* TASK PROMPT *
The entries below hold a line with "assert_eq!(response.status(), StatusCode::NOT_FOUND);" and a line with "Data Transfer Objects". Return those lines and all that lie between them, exactly and only.

(Stored items)
::::::::
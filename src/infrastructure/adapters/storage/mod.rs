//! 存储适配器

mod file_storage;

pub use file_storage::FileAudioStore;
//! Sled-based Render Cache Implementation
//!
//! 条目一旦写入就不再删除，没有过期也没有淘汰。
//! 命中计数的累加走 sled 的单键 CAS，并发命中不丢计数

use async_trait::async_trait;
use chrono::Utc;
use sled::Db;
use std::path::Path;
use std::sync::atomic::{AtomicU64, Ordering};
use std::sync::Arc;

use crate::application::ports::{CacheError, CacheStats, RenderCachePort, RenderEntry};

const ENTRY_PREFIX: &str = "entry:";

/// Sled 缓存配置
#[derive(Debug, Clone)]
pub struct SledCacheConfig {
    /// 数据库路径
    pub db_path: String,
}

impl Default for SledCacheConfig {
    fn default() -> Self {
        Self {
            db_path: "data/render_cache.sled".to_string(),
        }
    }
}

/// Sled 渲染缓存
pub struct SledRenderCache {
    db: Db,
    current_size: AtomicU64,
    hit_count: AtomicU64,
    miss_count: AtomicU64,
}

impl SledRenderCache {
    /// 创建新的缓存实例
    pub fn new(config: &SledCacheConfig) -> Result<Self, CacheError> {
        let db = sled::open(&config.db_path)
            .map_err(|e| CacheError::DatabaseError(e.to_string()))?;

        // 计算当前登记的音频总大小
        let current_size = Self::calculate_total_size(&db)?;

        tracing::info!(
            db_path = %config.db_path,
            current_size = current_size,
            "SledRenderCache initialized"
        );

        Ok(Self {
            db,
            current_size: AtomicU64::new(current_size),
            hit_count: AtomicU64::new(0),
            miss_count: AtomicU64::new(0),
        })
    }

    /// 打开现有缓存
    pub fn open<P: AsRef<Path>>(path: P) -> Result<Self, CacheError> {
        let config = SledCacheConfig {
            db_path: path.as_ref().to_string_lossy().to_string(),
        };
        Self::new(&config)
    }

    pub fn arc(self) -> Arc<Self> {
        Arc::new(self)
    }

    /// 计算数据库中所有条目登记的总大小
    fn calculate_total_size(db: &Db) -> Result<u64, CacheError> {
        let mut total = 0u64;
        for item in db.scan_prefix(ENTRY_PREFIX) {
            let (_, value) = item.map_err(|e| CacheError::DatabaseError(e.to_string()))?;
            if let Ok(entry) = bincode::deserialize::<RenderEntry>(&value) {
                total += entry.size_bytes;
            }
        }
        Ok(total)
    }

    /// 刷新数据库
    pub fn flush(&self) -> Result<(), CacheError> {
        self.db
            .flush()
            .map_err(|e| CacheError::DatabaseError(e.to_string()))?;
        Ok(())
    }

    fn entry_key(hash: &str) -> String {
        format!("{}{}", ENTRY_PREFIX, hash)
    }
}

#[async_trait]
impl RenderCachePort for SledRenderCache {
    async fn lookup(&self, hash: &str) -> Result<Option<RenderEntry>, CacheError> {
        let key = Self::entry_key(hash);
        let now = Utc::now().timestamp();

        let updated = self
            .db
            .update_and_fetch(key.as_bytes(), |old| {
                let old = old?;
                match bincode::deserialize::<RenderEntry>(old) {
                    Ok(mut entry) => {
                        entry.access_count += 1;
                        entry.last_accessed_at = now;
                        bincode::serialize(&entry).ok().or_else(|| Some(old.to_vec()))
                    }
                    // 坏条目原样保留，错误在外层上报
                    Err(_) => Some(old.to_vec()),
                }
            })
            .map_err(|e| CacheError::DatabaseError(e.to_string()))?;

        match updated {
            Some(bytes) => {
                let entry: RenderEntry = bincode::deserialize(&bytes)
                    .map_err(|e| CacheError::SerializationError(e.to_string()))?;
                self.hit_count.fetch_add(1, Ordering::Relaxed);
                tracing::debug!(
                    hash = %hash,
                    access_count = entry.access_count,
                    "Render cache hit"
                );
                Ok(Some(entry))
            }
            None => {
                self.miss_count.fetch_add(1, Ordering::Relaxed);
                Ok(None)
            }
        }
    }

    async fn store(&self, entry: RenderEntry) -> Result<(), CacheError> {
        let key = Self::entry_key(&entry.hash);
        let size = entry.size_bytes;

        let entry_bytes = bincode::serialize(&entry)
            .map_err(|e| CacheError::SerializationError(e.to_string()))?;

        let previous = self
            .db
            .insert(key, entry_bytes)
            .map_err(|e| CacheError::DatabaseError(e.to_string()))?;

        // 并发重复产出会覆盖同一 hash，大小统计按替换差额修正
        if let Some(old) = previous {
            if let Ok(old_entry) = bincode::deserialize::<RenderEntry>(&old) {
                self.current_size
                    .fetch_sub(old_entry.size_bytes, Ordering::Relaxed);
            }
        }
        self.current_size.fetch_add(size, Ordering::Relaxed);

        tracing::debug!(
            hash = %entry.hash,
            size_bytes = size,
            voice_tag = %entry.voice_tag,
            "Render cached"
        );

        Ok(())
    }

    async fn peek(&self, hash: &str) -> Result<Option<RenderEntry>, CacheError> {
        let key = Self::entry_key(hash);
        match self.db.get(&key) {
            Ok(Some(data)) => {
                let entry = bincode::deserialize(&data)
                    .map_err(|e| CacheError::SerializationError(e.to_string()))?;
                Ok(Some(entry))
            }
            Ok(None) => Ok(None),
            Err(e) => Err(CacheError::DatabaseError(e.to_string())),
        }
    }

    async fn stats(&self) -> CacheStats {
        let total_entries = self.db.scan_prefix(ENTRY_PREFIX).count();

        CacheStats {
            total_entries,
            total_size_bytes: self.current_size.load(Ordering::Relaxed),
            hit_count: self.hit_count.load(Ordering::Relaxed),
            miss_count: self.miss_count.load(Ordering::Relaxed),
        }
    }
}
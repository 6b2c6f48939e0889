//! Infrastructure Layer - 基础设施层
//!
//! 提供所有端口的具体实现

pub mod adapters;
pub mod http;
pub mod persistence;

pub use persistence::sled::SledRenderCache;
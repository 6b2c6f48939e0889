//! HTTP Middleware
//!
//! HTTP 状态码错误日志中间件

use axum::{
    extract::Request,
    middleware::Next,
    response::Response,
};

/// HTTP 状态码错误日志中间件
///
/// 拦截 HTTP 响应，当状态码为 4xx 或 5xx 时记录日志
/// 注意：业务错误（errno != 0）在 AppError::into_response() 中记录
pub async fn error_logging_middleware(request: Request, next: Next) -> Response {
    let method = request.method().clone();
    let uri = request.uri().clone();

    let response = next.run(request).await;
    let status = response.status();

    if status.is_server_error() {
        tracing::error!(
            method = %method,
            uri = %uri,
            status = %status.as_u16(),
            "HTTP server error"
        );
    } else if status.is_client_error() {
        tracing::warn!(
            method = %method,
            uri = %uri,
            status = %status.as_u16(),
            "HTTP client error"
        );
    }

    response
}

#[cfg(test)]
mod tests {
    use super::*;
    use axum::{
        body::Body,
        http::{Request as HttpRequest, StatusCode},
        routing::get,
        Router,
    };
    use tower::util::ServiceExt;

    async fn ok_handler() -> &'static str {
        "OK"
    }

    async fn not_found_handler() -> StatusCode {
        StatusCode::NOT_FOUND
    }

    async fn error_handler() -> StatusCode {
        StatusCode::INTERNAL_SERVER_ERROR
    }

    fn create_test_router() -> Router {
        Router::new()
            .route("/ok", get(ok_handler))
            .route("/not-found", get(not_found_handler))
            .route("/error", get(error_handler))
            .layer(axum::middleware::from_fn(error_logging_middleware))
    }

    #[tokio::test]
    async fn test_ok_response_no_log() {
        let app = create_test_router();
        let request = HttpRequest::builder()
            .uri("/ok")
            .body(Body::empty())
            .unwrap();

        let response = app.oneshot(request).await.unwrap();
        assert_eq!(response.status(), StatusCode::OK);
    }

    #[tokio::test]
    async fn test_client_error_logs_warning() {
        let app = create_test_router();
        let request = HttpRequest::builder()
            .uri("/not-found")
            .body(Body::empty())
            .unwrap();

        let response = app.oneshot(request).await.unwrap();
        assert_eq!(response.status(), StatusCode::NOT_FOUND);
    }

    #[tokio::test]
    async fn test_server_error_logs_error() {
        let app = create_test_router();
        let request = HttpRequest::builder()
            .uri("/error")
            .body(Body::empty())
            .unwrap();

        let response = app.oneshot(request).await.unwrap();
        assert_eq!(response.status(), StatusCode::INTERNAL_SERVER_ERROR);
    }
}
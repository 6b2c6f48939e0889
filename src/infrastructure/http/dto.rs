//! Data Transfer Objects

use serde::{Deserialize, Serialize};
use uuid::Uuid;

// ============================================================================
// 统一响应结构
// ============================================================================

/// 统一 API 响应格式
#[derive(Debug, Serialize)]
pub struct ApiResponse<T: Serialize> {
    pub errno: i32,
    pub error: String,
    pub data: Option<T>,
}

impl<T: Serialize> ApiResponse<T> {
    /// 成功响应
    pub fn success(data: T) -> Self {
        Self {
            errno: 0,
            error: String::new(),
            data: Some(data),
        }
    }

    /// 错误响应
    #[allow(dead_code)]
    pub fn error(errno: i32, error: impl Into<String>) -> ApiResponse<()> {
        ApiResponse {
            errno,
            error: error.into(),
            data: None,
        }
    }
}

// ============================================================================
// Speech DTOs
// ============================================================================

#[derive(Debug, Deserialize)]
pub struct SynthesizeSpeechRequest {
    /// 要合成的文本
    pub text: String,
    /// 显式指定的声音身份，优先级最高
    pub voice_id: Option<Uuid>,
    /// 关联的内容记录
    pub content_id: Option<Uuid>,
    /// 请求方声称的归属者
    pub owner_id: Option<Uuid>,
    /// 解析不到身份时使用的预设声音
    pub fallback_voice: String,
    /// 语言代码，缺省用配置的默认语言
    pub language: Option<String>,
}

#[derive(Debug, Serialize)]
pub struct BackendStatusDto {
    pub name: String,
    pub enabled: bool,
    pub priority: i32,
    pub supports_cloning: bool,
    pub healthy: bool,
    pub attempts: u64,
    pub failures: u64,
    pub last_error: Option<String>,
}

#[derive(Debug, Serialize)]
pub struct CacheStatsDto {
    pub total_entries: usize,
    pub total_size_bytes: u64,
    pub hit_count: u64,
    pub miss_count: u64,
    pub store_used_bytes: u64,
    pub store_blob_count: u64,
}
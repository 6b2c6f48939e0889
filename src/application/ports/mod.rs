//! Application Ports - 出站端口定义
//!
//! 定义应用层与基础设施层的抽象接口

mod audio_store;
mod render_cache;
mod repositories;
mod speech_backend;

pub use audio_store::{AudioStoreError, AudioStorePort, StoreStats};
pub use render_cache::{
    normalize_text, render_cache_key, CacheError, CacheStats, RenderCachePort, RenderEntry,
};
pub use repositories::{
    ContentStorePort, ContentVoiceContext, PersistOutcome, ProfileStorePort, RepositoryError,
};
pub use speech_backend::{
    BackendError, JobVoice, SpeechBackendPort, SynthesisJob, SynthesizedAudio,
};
::::::::
* RESULT *
        assert_eq!(response.status(), StatusCode::NOT_FOUND);
    }

    #[tokio::test]
    async fn test_server_error_logs_error() {
        let app = create_test_router();
        let request = HttpRequest::builder()
            .uri("/error")
            .body(Body::empty())
            .unwrap();

        let response = app.oneshot(request).await.unwrap();
        assert_eq!(response.status(), StatusCode::INTERNAL_SERVER_ERROR);
    }
}
repository 6b2c6f48939e0889
filename src/infrastructure/http/dto.rs
//! Data Transfer Objects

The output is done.